[[ Data, beginning ]]
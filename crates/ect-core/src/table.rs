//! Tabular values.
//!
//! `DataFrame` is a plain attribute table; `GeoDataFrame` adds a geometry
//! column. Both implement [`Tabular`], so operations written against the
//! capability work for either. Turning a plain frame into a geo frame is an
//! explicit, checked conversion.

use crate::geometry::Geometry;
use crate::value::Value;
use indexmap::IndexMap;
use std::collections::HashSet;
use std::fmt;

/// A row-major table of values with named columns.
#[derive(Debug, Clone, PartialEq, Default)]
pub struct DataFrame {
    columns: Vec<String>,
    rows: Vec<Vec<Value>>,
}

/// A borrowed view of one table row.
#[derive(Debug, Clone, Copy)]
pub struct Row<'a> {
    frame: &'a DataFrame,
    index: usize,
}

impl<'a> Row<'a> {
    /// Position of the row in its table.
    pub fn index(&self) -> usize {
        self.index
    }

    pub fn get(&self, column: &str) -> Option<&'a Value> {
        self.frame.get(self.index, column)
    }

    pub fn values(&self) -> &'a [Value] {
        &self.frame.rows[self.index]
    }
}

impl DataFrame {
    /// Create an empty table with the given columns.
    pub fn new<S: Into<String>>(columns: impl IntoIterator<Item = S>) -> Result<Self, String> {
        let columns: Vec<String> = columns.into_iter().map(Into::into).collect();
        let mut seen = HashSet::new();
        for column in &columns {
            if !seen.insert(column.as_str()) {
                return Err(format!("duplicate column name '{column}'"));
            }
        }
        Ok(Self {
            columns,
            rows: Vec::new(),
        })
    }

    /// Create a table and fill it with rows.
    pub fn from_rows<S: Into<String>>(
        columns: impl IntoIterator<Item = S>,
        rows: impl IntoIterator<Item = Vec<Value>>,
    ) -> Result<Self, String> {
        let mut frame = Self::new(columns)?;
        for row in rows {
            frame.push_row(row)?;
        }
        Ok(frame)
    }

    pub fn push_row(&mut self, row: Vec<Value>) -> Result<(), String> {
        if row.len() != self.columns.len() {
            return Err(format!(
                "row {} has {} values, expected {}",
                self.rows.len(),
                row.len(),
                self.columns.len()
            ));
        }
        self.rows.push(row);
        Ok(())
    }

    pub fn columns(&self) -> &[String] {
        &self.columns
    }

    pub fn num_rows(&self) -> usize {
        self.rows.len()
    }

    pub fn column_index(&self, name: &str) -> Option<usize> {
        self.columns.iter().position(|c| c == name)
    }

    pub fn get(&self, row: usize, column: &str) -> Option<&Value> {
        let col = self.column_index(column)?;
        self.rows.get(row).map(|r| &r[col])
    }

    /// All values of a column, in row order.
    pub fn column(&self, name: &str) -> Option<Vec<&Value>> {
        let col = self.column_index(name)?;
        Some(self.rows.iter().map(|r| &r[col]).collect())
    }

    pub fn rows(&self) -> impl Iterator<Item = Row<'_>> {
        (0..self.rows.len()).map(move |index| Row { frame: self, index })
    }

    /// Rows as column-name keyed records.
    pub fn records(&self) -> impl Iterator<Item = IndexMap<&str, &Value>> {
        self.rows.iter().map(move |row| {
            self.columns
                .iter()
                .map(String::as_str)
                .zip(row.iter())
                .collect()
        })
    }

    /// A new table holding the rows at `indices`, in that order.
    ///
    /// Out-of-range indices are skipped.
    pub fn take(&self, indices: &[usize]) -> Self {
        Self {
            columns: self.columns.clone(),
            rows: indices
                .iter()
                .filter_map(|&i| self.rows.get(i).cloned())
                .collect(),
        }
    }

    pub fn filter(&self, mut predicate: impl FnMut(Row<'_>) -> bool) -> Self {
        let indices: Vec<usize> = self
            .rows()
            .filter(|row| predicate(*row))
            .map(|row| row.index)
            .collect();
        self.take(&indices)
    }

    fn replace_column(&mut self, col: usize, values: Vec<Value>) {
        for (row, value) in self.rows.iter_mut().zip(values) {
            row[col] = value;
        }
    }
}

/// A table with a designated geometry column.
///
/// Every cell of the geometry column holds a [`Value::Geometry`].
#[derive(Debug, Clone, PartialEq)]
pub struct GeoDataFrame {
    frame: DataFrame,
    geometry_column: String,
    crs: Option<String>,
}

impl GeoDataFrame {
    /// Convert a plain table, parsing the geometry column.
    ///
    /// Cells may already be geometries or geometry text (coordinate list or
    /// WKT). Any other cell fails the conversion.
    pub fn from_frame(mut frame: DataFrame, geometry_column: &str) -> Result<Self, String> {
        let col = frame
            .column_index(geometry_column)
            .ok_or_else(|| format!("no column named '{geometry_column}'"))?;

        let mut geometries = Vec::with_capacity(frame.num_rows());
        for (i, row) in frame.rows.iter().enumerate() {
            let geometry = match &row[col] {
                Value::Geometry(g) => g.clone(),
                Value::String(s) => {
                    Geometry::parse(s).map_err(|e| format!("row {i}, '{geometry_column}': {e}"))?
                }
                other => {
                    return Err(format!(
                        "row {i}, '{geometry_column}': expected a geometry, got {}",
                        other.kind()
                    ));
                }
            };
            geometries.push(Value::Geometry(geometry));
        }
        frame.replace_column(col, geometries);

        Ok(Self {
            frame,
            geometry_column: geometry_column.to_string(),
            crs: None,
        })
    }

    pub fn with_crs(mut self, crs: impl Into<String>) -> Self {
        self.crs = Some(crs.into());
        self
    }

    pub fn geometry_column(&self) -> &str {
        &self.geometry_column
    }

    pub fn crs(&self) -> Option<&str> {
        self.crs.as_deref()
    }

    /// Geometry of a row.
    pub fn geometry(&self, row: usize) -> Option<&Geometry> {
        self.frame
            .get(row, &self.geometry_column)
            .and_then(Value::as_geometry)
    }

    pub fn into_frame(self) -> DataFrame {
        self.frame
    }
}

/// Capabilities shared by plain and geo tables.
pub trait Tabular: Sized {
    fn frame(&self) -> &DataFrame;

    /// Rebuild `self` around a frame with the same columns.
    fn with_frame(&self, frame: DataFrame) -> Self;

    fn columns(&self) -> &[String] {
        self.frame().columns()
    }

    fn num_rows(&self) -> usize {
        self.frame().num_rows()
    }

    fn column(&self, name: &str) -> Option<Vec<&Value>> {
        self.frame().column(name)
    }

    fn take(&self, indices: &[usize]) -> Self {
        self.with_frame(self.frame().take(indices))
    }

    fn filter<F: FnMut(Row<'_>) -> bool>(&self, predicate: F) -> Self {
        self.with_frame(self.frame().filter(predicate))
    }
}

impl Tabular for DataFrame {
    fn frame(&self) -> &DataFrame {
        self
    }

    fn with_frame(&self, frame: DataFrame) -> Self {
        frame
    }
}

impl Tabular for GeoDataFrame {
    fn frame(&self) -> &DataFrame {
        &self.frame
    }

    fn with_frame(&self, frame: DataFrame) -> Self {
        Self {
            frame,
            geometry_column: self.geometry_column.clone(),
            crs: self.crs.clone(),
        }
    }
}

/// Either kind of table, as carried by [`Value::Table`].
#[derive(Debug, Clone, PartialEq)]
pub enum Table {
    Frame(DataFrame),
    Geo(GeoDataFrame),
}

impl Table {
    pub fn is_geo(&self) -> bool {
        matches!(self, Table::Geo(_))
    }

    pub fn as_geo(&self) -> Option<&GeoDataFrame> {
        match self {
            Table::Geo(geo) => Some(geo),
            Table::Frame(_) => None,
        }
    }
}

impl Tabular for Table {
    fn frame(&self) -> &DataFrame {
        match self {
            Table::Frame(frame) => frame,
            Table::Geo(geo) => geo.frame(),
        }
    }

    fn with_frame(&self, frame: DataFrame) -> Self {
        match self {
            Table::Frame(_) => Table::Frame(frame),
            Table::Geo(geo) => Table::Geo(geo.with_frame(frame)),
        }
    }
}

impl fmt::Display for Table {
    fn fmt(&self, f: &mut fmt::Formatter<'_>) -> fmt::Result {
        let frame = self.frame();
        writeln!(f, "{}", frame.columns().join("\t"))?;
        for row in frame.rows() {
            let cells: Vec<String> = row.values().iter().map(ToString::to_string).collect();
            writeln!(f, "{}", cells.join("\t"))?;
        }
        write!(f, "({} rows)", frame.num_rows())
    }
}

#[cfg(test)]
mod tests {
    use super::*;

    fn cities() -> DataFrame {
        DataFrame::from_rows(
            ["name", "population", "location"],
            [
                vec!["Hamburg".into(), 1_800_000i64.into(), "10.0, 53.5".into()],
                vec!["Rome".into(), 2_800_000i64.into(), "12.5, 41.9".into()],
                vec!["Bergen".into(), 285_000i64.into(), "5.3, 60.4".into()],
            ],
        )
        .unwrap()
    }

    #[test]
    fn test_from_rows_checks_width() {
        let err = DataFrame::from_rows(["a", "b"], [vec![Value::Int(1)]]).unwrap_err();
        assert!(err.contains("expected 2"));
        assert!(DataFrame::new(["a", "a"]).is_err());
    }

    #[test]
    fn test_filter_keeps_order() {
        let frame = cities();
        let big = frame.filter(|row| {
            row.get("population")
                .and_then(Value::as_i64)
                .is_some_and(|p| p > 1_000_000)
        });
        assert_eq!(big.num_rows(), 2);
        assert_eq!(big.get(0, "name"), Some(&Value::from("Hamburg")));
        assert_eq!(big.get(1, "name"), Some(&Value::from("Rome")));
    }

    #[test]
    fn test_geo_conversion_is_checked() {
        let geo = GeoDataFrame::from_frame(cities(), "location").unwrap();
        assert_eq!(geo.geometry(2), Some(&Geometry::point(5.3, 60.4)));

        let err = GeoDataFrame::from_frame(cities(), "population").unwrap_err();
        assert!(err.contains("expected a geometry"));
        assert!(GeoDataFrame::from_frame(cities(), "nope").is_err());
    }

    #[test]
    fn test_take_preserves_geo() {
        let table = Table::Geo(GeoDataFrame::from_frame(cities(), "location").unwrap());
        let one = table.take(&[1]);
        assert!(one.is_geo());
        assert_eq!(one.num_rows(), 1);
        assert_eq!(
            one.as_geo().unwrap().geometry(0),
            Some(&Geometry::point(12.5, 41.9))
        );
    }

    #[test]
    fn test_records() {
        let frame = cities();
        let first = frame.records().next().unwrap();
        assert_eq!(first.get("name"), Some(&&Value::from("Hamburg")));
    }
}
[[ Data, end ]]
— What this task involves —
Using the records above, set down exactly the lines from the one with "rows: indices" through the one with "pub fn geometry_column(&self)", inclusive, and nothing more.

— Response box —
            rows: indices
                .iter()
                .filter_map(|&i| self.rows.get(i).cloned())
                .collect(),
        }
    }

    pub fn filter(&self, mut predicate: impl FnMut(Row<'_>) -> bool) -> Self {
        let indices: Vec<usize> = self
            .rows()
            .filter(|row| predicate(*row))
            .map(|row| row.index)
            .collect();
        self.take(&indices)
    }

    fn replace_column(&mut self, col: usize, values: Vec<Value>) {
        for (row, value) in self.rows.iter_mut().zip(values) {
            row[col] = value;
        }
    }
}

/// A table with a designated geometry column.
///
/// Every cell of the geometry column holds a [`Value::Geometry`].
#[derive(Debug, Clone, PartialEq)]
pub struct GeoDataFrame {
    frame: DataFrame,
    geometry_column: String,
    crs: Option<String>,
}

impl GeoDataFrame {
    /// Convert a plain table, parsing the geometry column.
    ///
    /// Cells may already be geometries or geometry text (coordinate list or
    /// WKT). Any other cell fails the conversion.
    pub fn from_frame(mut frame: DataFrame, geometry_column: &str) -> Result<Self, String> {
        let col = frame
            .column_index(geometry_column)
            .ok_or_else(|| format!("no column named '{geometry_column}'"))?;

        let mut geometries = Vec::with_capacity(frame.num_rows());
        for (i, row) in frame.rows.iter().enumerate() {
            let geometry = match &row[col] {
                Value::Geometry(g) => g.clone(),
                Value::String(s) => {
                    Geometry::parse(s).map_err(|e| format!("row {i}, '{geometry_column}': {e}"))?
                }
                other => {
                    return Err(format!(
                        "row {i}, '{geometry_column}': expected a geometry, got {}",
                        other.kind()
                    ));
                }
            };
            geometries.push(Value::Geometry(geometry));
        }
        frame.replace_column(col, geometries);

        Ok(Self {
            frame,
            geometry_column: geometry_column.to_string(),
            crs: None,
        })
    }

    pub fn with_crs(mut self, crs: impl Into<String>) -> Self {
        self.crs = Some(crs.into());
        self
    }

    pub fn geometry_column(&self) -> &str {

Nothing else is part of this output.